Andreia Santos and her colleagues investigated racial and gender stereotyping in 20 children with WS, aged 7 to 16 years, and 20 healthy controls of about the same age. They used a revised version of Preschool Racial Attitude Measure II, a standardized method which has been shown to reliably assess childrens’ racial and gender attitudes. The test consists of a series of pictures, each of which contains two human figures and is accompanied by a brief story containing either a positive or a negative description. Each child was shown a total of 18 such pictures, and asked each time to point to the person in the picture that the accompanying story was about.
Typically, children exhibit an “in-group” bias when presented with this test – they tend to attribute positive characteristics to the figures perceived to be of the same ethnic group as themselves, and negative characteristics to the figures perceived to be different. And the children in the control group confirmed this. They showed a strong bias towards their own ethnic group, attributing positive characteristics to the figures with pinkish-tan skin and blonde hair (the “Caucasians”) more often than to those with brown skin and black hair (the “non-Caucasians”). By contrast, no racial bias was evident in the children with WS – they attributed the positive and negative characteristics equally to the Caucasian and non-Caucasian characters. Sex-role bias, however, was identical in the two two groups.
The researchers suggest that it is the absence of social fear in children with WS tha makes them less likely to form racial stereotypes. Their tendency to be hypersociable and friendly towards everyone could lead to their lack of racial bias. Conversely, their failure to stereotype others according to race could contribute to their highly sociable behaviour. On the other hand, preservation of sex-role stereotyping in WS suggests that social fear does not play a big role in this type of stereotype; it may instead occur as a result of other cognitive processes, such as social learning.

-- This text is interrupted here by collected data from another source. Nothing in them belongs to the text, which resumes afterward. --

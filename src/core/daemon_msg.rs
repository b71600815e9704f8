// Author: Dustin Pilgrim
// License: MIT

use std::path::PathBuf;

use tokio::sync::oneshot;

use crate::core::{events::Event, info::InfoSnapshot};

pub type Reply = oneshot::Sender<Result<String, String>>;

#[derive(Debug)]
pub enum DaemonMsg {
    Event {
        event: Event,
        reply: Option<Reply>,
    },

    SetWorkspace {
        label: Option<String>,
        reply: Reply,
    },

    GetInfo {
        reply: oneshot::Sender<InfoSnapshot>,
    },

    Export {
        dest: PathBuf,
        reply: Reply,
    },

    LogPath {
        reply: oneshot::Sender<PathBuf>,
    },

    StopDaemon {
        reply: Reply,
    },
}
// Author: Dustin Pilgrim
// License: MIT

use std::path::Path;

use tokio::sync::mpsc;

use super::export::log_path;
use crate::core::daemon_msg::DaemonMsg;
use crate::core::record::{HEADER, LogRecord};

const DEFAULT_COUNT: usize = 20;
const MAX_COUNT: usize = 1000;

/// `history [N]`: the last N recorded sessions, oldest first.
pub async fn handle_history(tx: &mpsc::Sender<DaemonMsg>, args: &str) -> String {
    let count = match parse_count(args) {
        Ok(n) => n,
        Err(e) => return e,
    };

    let path = match log_path(tx).await {
        Ok(p) => p,
        Err(e) => return format!("ERROR: {e}"),
    };

    match tokio::fs::read_to_string(&path).await {
        Ok(data) => render(&data, count),
        Err(e) if e.kind() == std::io::ErrorKind::NotFound => "No tracked time found".to_string(),
        Err(e) => format!("ERROR: failed to read {}: {e}", path.display()),
    }
}

fn parse_count(args: &str) -> Result<usize, String> {
    if args.is_empty() {
        return Ok(DEFAULT_COUNT);
    }

    match args.parse::<usize>() {
        Ok(0) | Err(_) => Err("ERROR: usage: dwell history [N] (N >= 1)".to_string()),
        Ok(n) => Ok(n.min(MAX_COUNT)),
    }
}

fn render(data: &str, count: usize) -> String {
    let header = HEADER.trim_end();
    let records: Vec<LogRecord> = data
        .lines()
        .filter(|l| *l != header)
        .filter_map(LogRecord::parse_line)
        .collect();

    if records.is_empty() {
        return "No tracked time found".to_string();
    }

    let skip = records.len().saturating_sub(count);
    let mut out = String::new();
    for rec in &records[skip..] {
        let label = if rec.workspace.is_empty() { "-" } else { rec.workspace.as_str() };
        let target = Path::new(&rec.path).join(&rec.file);
        out.push_str(&format!(
            "{}  {}  {}  {}\n",
            rec.start,
            rec.elapsed,
            label,
            target.display()
        ));
    }
    out
}

#[cfg(test)]
mod tests {
    use super::*;

    const LOG: &str = "Workspace\tFolder\tFile\tStart Time\tEnd Time\tTime Spent\tPath\n\
        site\tsrc\tmain.rs\t2024-03-01 09:00:00\t2024-03-01 10:01:01\t01:01:01\t/w/site/src\n\
        \tdocs\tREADME.md\t2024-03-01 11:00:00\t2024-03-01 11:00:30\t00:00:30\t/w/docs\n\
        site\tsrc\tlib.rs\t2024-03-02 08:00:00\t2024-03-02 08:10:00\t00:10:00\t/w/site/src\n";

    #[test]
    fn count_argument() {
        assert_eq!(parse_count(""), Ok(DEFAULT_COUNT));
        assert_eq!(parse_count("3"), Ok(3));
        assert_eq!(parse_count("50000"), Ok(MAX_COUNT));
        assert!(parse_count("0").is_err());
        assert!(parse_count("x").is_err());
        assert!(parse_count("1 2").is_err());
    }

    #[test]
    fn newest_rows_are_kept_in_file_order() {
        let out = render(LOG, 2);
        assert_eq!(
            out,
            "2024-03-01 11:00:00  00:00:30  -  /w/docs/README.md\n\
             2024-03-02 08:00:00  00:10:00  site  /w/site/src/lib.rs\n"
        );
    }

    #[test]
    fn header_and_malformed_lines_are_skipped() {
        let out = render(&format!("{HEADER}broken\n"), 5);
        assert_eq!(out, "No tracked time found");
        assert_eq!(render(LOG, 10).lines().count(), 3);
    }
}
// Author: Dustin Pilgrim
// License: MIT

use tokio::sync::{mpsc, oneshot};

use crate::core::daemon_msg::DaemonMsg;

/// `info [--json]`: list in-flight sessions.
pub async fn handle_info(tx: &mpsc::Sender<DaemonMsg>, args: &str) -> String {
    let as_json = args.split_whitespace().any(|a| a == "--json");

    let (reply_tx, reply_rx) = oneshot::channel();
    if tx.send(DaemonMsg::GetInfo { reply: reply_tx }).await.is_err() {
        return "ERROR: daemon not running".to_string();
    }

    match reply_rx.await {
        Ok(snap) if as_json => snap.to_json(),
        Ok(snap) => snap.pretty_text,
        Err(_) => "ERROR: No response from daemon".to_string(),
    }
}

Earlier work by the same group of researchers has shown that hypersociability and lack of social fear in individuals with WS is associated with reduced activity in the amygdala in response to social threats, and to reduced interactions between the amygdala and fusiforn face area (FFA). The amygdala is well known to be involved in fear, and the FFA, as its name suggests, responds selectively to faces. These two structures, together with the prefrontal cortex, are normally thought to encode race information, and it has been shown increased FFA activation is associated with viewing same-race faces.
All of this suggests that the apparent lack of racial bias in children with WS occurs because of reduced activity in the amygdala and FFA and impaired interactions between the two, which causes the threat signal normally elicited by someone from a different social group to be diminished. This hypothesis could be investigated further, using “novel” ethnicities to which participants have not previosuly been exposed. More generally, the findings show that the neural mechanisms underlying racial and sex-role stereotypes are distinct from one another, and also that the underlying genetics are different. They also suggest that ways of minimizing social fear could be an effective way of reducing racism and other forms of prejudice.
Santos, A., et al. (2010). Absence of racial, but not gender, stereotyping in Williams syndrome children. Curr. Biol. 20. DOI: 10.1016/j.cub.2010.02.009.